Results and Discussion
Generation and De novo Assembly of Amur Carp Transcriptome Data
To obtain an overview of the Amur carp gene expression profile, fifteen cDNA samples from different tissues or treatments were prepared and sequenced using an Illumina HiSeq 2000 sequencing instrument. A total of 66.9 Gb of raw data were generated and submitted to NCBI Short Read Archive (SRA) under the accession number of SRP05151. The raw transcriptome data were passed through several quality control filters. After eliminating low-quality bases (quality < 20), sequencing adapters, short reads (< 50 bp) and unpaired reads, a total of 66.3 Gb of high quality reads with an average length of 100 bp were obtained. Clustering and assembly of these reads produced 163,121 contigs with lengths that ranged from 201 bp to 31,440 bp, including 21,516 contigs ≥ 1,000 bp. The mean contig and N50 lengths were 594 bp and 913 bp, respectively. The length distribution of the contigs is shown in Fig 1.
Fig 1. Assembled contig length distribution of the Amur carp transcriptome.
Annotation and Functional Classification
All assembled contigs were used to predict coding sequences (CDSs) with GETORF from the EMBOSS package [26]. A total of 162,339 CDSs were predicted, and the predicted CDSs were annotated using BlastP with different protein databases including the NCBI non-redundant protein (Nr) database and the UniProt/Swiss-Prot (E-value cut-off of 10−5) databases. A total of 32,730 (20.06%) predicted proteins could be annotated with known biological functions, whereas the remaining predicted CDSs were not matched and were annotated as hypothetical proteins (S1 Table).
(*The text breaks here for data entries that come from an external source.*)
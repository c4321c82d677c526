use super::*;

/// Tests deleting a group that still has students.
///
/// Expected: Err(ValidationError::GroupHasStudents) and the group kept
#[tokio::test]
async fn refuses_group_with_students() -> Result<(), AppError> {
    let test = TestBuilder::new().with_all_tables().build().await.unwrap();
    let db = test.db.as_ref().unwrap();

    let (group, _) = factory::helpers::create_student_with_dependencies(db).await?;
    let admin = factory::user::create_user_with_role(db, "admin", None).await?;

    let result = GroupService::new(db)
        .delete_group(group.id, &admin.username)
        .await;

    match result {
        Err(AppError::ValidationErr(err)) => {
            assert_eq!(err, ValidationError::GroupHasStudents(group.id))
        }
        other => panic!("expected GroupHasStudents, got {:?}", other),
    }

    let user = super::super::load_user(db, admin.id).await?;
    assert!(GroupService::new(db)
        .get_group_by_id(&user, group.id)
        .await
        .is_ok());

    Ok(())
}

/// Tests who may delete an empty group.
///
/// Expected: teacher and coordinator of another location denied, home coordinator
/// succeeds
#[tokio::test]
async fn gates_deletion_by_role_and_location() -> Result<(), AppError> {
    let test = TestBuilder::new().with_all_tables().build().await.unwrap();
    let db = test.db.as_ref().unwrap();

    let (home, _, group) = factory::helpers::create_group_with_dependencies(db).await?;
    let foreign = factory::create_location(db).await?;
    let teacher = factory::user::create_user_with_role(db, "teacher", Some(home.id)).await?;
    factory::group::assign_teacher(db, group.id, teacher.id).await?;
    let alien = factory::user::create_user_with_role(db, "coordinator", Some(foreign.id)).await?;
    let coordinator = factory::user::create_user_with_role(db, "coordinator", Some(home.id)).await?;

    let service = GroupService::new(db);

    let result = service.delete_group(group.id, &teacher.username).await;
    assert!(denied(&result, DenialReason::RoleNotAllowed));

    let result = service.delete_group(group.id, &alien.username).await;
    assert!(denied(&result, DenialReason::CoordinatorManipulateGroup));

    service.delete_group(group.id, &coordinator.username).await?;

    let user = super::super::load_user(db, coordinator.id).await?;
    assert!(matches!(
        service.get_group_by_id(&user, group.id).await,
        Err(AppError::NotFound(_))
    ));

    Ok(())
}

/// Tests deleting a missing group.
///
/// Expected: Err(AppError::NotFound)
#[tokio::test]
async fn reports_missing_group() -> Result<(), AppError> {
    let test = TestBuilder::new().with_all_tables().build().await.unwrap();
    let db = test.db.as_ref().unwrap();

    let admin = factory::user::create_user_with_role(db, "admin", None).await?;

    let result = GroupService::new(db).delete_group(42, &admin.username).await;

    assert!(matches!(result, Err(AppError::NotFound(_))));

    Ok(())
}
To provide an overview of the different functional classes in the Amur carp transcriptome database, the sequences were also annotated with Gene Ontology (GO) terms. In many cases, one transcript was assigned to multiple terms. Therefore, a total of 19,802 predicted genes were assigned to 132,338 GO terms. There were a total of 7,651 unique GO terms in three categories: biological processes, molecular functions, and cellular components. Of the 19,802 predicted genes, 16,202, 17,388 and 17,830 were assigned to at least one GO term in the biological process, molecular function and cellular component categories, respectively. These sequences were further categorized into 58 primary subcategory functional groups in the three categories (Fig 2).
Fig 2. The top 30 most abundant GO sub-categories.
All genes were further annotated and classified based on EuKaryotic Orthologous Groups (KOG) categories. A total of 12,459 genes were annotated and grouped into 25 functional categories (Fig 3). Within these categories, “signal transduction mechanisms” (21.95%) and “general function prediction only” (11.84%) dominated, followed by “post-translational modification” (6.99%) and “transcription” (6.67%). Among the “signal transduction mechanisms,” the most abundant type was the cadherin EGF LAG seven-pass G-type receptor. Additionally, 7.58% of the genes were categorized as “function unknown.”
Fig 3. KOG functional classification.
KEGG pathway annotations were performed using the KEGG Automatic Annotation Server (KAAS) with the bidirectional best hit information method [27]. The KAAS annotates every submitted sequence with KEGG orthology (KO) identifiers that represent an orthologous group of genes directly linked to an object in the KEGG pathways and the BRITE functional hierarchy [27, 28]. The KEGG pathway analysis revealed diverse pathways with “signal transduction,” “immune system,” “endocrine system,” “nervous system” and “transport and carbohydrate” as the five most highly represented pathways. “PI3K-Akt signaling pathway,” “mitogen-activated protein kinase MAPK signaling pathway,” “neuroactive ligand-receptor interaction,” “endocytosis” and “focal adhesion” were the five most represented subclass pathways (Fig 4).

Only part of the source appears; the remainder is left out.